BACKGROUND: Human adipose-derived stem cells (hASCs) are a subset of mesenchymal stem cells (MSCs); it has been regarded as one of the most promising stem cells. We previously found that fibroblast growth factor-2 (FGF-2) enhanced the proliferation and differentiation of hASC. However, the mechanisms involved in the growth of hASCs by FGF-2 have not been investigated. METHODS: Human adipose-derived stem cells (hASCs) were cultured with FGF-2, and cell growth was assessed. Effects of FGF Receptor (FGFR) inhibitor (NVP-BGJ398), ERK1/2 inhibitor (PD98059), PI3K/Akt inhibitor (LY294002), JNK inhibitor (SP600125), and p38 MAPK inhibitor (SB203580) and Src inhibitor (PP1) on the proliferation were investigated.

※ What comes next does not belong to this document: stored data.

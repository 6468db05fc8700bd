use crate::shared::logging;
use dioxus::prelude::*;
use std::str::FromStr;

/// Light/dark flag for the dashboard chrome
#[derive(Clone, Copy, Debug, Default, PartialEq, Eq)]
pub enum Theme {
    #[default]
    Light,
    Dark,
}

impl Theme {
    pub fn as_str(&self) -> &'static str {
        match self {
            Theme::Light => "light",
            Theme::Dark => "dark",
        }
    }

    pub fn is_dark(&self) -> bool {
        matches!(self, Theme::Dark)
    }

    pub fn toggle(&self) -> Theme {
        match self {
            Theme::Light => Theme::Dark,
            Theme::Dark => Theme::Light,
        }
    }

    /// Get the appropriate default theme based on system preference
    pub fn system_default(is_dark_preferred: bool) -> Theme {
        if is_dark_preferred { Theme::Dark } else { Theme::Light }
    }
}

impl FromStr for Theme {
    type Err = std::convert::Infallible;

    fn from_str(s: &str) -> Result<Self, Self::Err> {
        match s {
            "dark" => Ok(Theme::Dark),
            _ => Ok(Theme::Light), // Default to light
        }
    }
}

/// Shared theme cell, provided once at the app root
#[derive(Clone, Copy)]
pub struct ThemeState {
    pub current: Signal<Theme>,
}

impl ThemeState {
    pub fn theme(&self) -> Theme {
        (self.current)()
    }

    pub fn toggle(&mut self) {
        let next = self.theme().toggle();
        self.current.set(next);
        logging::log_theme_change(next.as_str());
        apply_theme_class(next);
    }
}

/// Install the theme context. Starts from the system color scheme in the browser.
pub fn use_theme_provider() -> ThemeState {
    let state = use_context_provider(|| ThemeState {
        current: Signal::new(Theme::default()),
    });

    use_effect(move || {
        let mut current = state.current;
        let system = Theme::system_default(prefers_dark());
        if system != *current.peek() {
            current.set(system);
        }
        apply_theme_class(system);
    });

    state
}

/// Read the theme context installed by [`use_theme_provider`]
pub fn use_theme() -> ThemeState {
    use_context::<ThemeState>()
}

#[cfg(target_arch = "wasm32")]
fn prefers_dark() -> bool {
    web_sys::window()
        .and_then(|window| window.match_media("(prefers-color-scheme: dark)").ok().flatten())
        .map(|query| query.matches())
        .unwrap_or(false)
}

#[cfg(not(target_arch = "wasm32"))]
fn prefers_dark() -> bool {
    false
}

/// Apply theme CSS class to the document element
#[cfg(target_arch = "wasm32")]
fn apply_theme_class(theme: Theme) {
    let root = web_sys::window()
        .and_then(|window| window.document())
        .and_then(|document| document.document_element());

    if let Some(root) = root {
        let _ = root.class_list().toggle_with_force("dark", theme.is_dark());
    }
}

#[cfg(not(target_arch = "wasm32"))]
fn apply_theme_class(_theme: Theme) {
    // No-op outside the browser
}

#[cfg(test)]
mod tests {
    use super::*;

    #[test]
    fn test_theme_toggle() {
        assert_eq!(Theme::Light.toggle(), Theme::Dark);
        assert_eq!(Theme::Dark.toggle(), Theme::Light);
        assert!(Theme::Dark.is_dark());
        assert!(!Theme::default().is_dark());
    }

    #[test]
    fn test_theme_from_str() {
        assert_eq!("dark".parse::<Theme>(), Ok(Theme::Dark));
        assert_eq!("light".parse::<Theme>(), Ok(Theme::Light));
        assert_eq!("sepia".parse::<Theme>(), Ok(Theme::Light));
    }

    #[test]
    fn test_system_default() {
        assert_eq!(Theme::system_default(true), Theme::Dark);
        assert_eq!(Theme::system_default(false), Theme::Light);
    }
}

At the same time, we assessed the effect of FGFR inhibitor on several signaling enzymes such as ERK1/2, JNK, p38, and Akt, in protein level. The involvement of Src activation by FGF-2 was also examined. RESULTS: FGF-2 markedly promoted proliferation of hASCs at concentrations lower than 10 ng/ml and stimulated cell progression to the S and G2/M phases. Proliferation was blocked by the FGFR inhibitor (NVP-BGJ398) and various signaling pathway inhibitors, such as Erk1/2 inhibitor (PD98059), PI3K/Akt inhibitor (LY294002), JNK inhibitor (SP600125), and p38MAPK inhibitor (SB203580). The FGFR inhibitor reduced the activation of protein kinases, such as AKT, Erk1/2, JNK, and p38, in several signaling pathways. The downstream kinase of FGFR, Src, was activated by FGF-2, and its activation was canceled by the FGFR inhibitor. MEK1/2, a downstream kinase of Src, was parallelly regulated by FGF-2. The Src inhibitor (PP1) markedly blocked the proliferation of hASCs via inhibition of Src and MEK1/2. CONCLUSION: Src activation is indispensable for FGF-2-mediated proliferation of ASCs, as well as the subsequent activation of multi-signaling pathways.